The task >>
Write out the data that follows. Keep every character unchanged.

Task input >>

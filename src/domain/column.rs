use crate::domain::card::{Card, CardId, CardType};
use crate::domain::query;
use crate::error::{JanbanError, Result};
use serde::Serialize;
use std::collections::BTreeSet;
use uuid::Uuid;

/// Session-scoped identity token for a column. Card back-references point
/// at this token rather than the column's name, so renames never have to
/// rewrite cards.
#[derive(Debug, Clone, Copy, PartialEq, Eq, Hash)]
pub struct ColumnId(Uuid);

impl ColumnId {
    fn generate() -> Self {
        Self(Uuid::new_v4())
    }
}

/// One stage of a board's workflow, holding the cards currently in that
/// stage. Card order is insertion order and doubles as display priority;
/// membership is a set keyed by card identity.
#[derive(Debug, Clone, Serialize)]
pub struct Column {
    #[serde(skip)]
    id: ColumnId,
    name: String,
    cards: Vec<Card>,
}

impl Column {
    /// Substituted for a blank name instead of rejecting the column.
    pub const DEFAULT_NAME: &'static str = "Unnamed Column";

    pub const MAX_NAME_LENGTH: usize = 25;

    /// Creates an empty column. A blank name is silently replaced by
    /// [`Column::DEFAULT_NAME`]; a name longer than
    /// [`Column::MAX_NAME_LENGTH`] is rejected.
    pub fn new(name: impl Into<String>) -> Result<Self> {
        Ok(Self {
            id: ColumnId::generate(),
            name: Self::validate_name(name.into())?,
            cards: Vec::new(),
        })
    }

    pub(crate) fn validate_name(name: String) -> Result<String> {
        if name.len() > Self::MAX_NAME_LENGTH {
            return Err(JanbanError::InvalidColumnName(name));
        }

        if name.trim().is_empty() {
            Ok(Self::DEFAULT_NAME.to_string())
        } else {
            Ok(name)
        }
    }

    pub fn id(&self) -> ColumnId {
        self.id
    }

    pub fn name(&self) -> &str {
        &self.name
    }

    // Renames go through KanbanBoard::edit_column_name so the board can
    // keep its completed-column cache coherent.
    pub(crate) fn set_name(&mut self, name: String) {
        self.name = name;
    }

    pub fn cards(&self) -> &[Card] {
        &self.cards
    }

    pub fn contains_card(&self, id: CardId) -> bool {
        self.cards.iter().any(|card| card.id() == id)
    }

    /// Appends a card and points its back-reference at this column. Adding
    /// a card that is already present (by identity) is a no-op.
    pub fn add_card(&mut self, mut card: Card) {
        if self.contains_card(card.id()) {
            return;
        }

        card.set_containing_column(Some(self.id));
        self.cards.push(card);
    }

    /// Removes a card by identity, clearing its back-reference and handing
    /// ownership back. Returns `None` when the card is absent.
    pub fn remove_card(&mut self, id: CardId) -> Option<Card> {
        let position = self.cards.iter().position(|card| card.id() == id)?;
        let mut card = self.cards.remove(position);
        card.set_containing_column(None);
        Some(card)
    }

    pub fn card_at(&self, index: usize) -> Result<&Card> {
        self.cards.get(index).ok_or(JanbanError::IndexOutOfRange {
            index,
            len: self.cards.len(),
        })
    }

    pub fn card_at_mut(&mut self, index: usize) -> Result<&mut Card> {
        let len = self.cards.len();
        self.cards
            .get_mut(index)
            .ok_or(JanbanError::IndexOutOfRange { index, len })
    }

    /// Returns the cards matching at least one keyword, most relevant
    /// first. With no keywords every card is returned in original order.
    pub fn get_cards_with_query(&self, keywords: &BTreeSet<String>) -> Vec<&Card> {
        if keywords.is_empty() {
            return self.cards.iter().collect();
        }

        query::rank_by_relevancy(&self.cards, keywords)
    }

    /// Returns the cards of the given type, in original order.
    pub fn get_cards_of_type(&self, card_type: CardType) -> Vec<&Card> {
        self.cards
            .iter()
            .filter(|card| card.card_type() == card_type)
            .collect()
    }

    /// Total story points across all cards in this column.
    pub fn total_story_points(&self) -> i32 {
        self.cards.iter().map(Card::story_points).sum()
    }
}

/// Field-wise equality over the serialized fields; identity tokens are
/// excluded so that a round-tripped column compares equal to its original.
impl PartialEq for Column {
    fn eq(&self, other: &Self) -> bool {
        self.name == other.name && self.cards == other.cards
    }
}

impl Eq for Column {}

Response box >>
filename src/domain/column.rs
use crate::domain::card::{Card, CardId, CardType};
use crate::domain::query;
use crate::error::{JanbanError, Result};
use serde::Serialize;
use std::collections::BTreeSet;
use uuid::Uuid;

/// Session-scoped identity token for a column. Card back-references point
/// at this token rather than the column's name, so renames never have to
/// rewrite cards.
#[derive(Debug, Clone, Copy, PartialEq, Eq, Hash)]
pub struct ColumnId(Uuid);

impl ColumnId {
    fn generate() -> Self {
        Self(Uuid::new_v4())
    }
}

/// One stage of a board's workflow, holding the cards currently in that
/// stage. Card order is insertion order and doubles as display priority;
/// membership is a set keyed by card identity.
#[derive(Debug, Clone, Serialize)]
pub struct Column {
    #[serde(skip)]
    id: ColumnId,
    name: String,
    cards: Vec<Card>,
}

impl Column {
    /// Substituted for a blank name instead of rejecting the column.
    pub const DEFAULT_NAME: &'static str = "Unnamed Column";

    pub const MAX_NAME_LENGTH: usize = 25;

    /// Creates an empty column. A blank name is silently replaced by
    /// [`Column::DEFAULT_NAME`]; a name longer than
    /// [`Column::MAX_NAME_LENGTH`] is rejected.
    pub fn new(name: impl Into<String>) -> Result<Self> {
        Ok(Self {
            id: ColumnId::generate(),
            name: Self::validate_name(name.into())?,
            cards: Vec::new(),
        })
    }

    pub(crate) fn validate_name(name: String) -> Result<String> {
        if name.len() > Self::MAX_NAME_LENGTH {
            return Err(JanbanError::InvalidColumnName(name));
        }

        if name.trim().is_empty() {
            Ok(Self::DEFAULT_NAME.to_string())
        } else {
            Ok(name)
        }
    }

    pub fn id(&self) -> ColumnId {
        self.id
    }

    pub fn name(&self) -> &str {
        &self.name
    }

    // Renames go through KanbanBoard::edit_column_name so the board can
    // keep its completed-column cache coherent.
    pub(crate) fn set_name(&mut self, name: String) {
        self.name = name;
    }

    pub fn cards(&self) -> &[Card] {
        &self.cards
    }

    pub fn contains_card(&self, id: CardId) -> bool {
        self.cards.iter().any(|card| card.id() == id)
    }

    /// Appends a card and points its back-reference at this column. Adding
    /// a card that is already present (by identity) is a no-op.
    pub fn add_card(&mut self, mut card: Card) {
        if self.contains_card(card.id()) {
            return;
        }

        card.set_containing_column(Some(self.id));
        self.cards.push(card);
    }

    /// Removes a card by identity, clearing its back-reference and handing
    /// ownership back. Returns `None` when the card is absent.
    pub fn remove_card(&mut self, id: CardId) -> Option<Card> {
        let position = self.cards.iter().position(|card| card.id() == id)?;
        let mut card = self.cards.remove(position);
        card.set_containing_column(None);
        Some(card)
    }

    pub fn card_at(&self, index: usize) -> Result<&Card> {
        self.cards.get(index).ok_or(JanbanError::IndexOutOfRange {
            index,
            len: self.cards.len(),
        })
    }

    pub fn card_at_mut(&mut self, index: usize) -> Result<&mut Card> {
        let len = self.cards.len();
        self.cards
            .get_mut(index)
            .ok_or(JanbanError::IndexOutOfRange { index, len })
    }

    /// Returns the cards matching at least one keyword, most relevant
    /// first. With no keywords every card is returned in original order.
    pub fn get_cards_with_query(&self, keywords: &BTreeSet<String>) -> Vec<&Card> {
        if keywords.is_empty() {
            return self.cards.iter().collect();
        }

        query::rank_by_relevancy(&self.cards, keywords)
    }

    /// Returns the cards of the given type, in original order.
    pub fn get_cards_of_type(&self, card_type: CardType) -> Vec<&Card> {
        self.cards
            .iter()
            .filter(|card| card.card_type() == card_type)
            .collect()
    }

    /// Total story points across all cards in this column.
    pub fn total_story_points(&self) -> i32 {
        self.cards.iter().map(Card::story_points).sum()
    }
}

/// Field-wise equality over the serialized fields; identity tokens are
/// excluded so that a round-tripped column compares equal to its original.
impl PartialEq for Column {
    fn eq(&self, other: &Self) -> bool {
        self.name == other.name && self.cards == other.cards
    }
}

impl Eq for Column {}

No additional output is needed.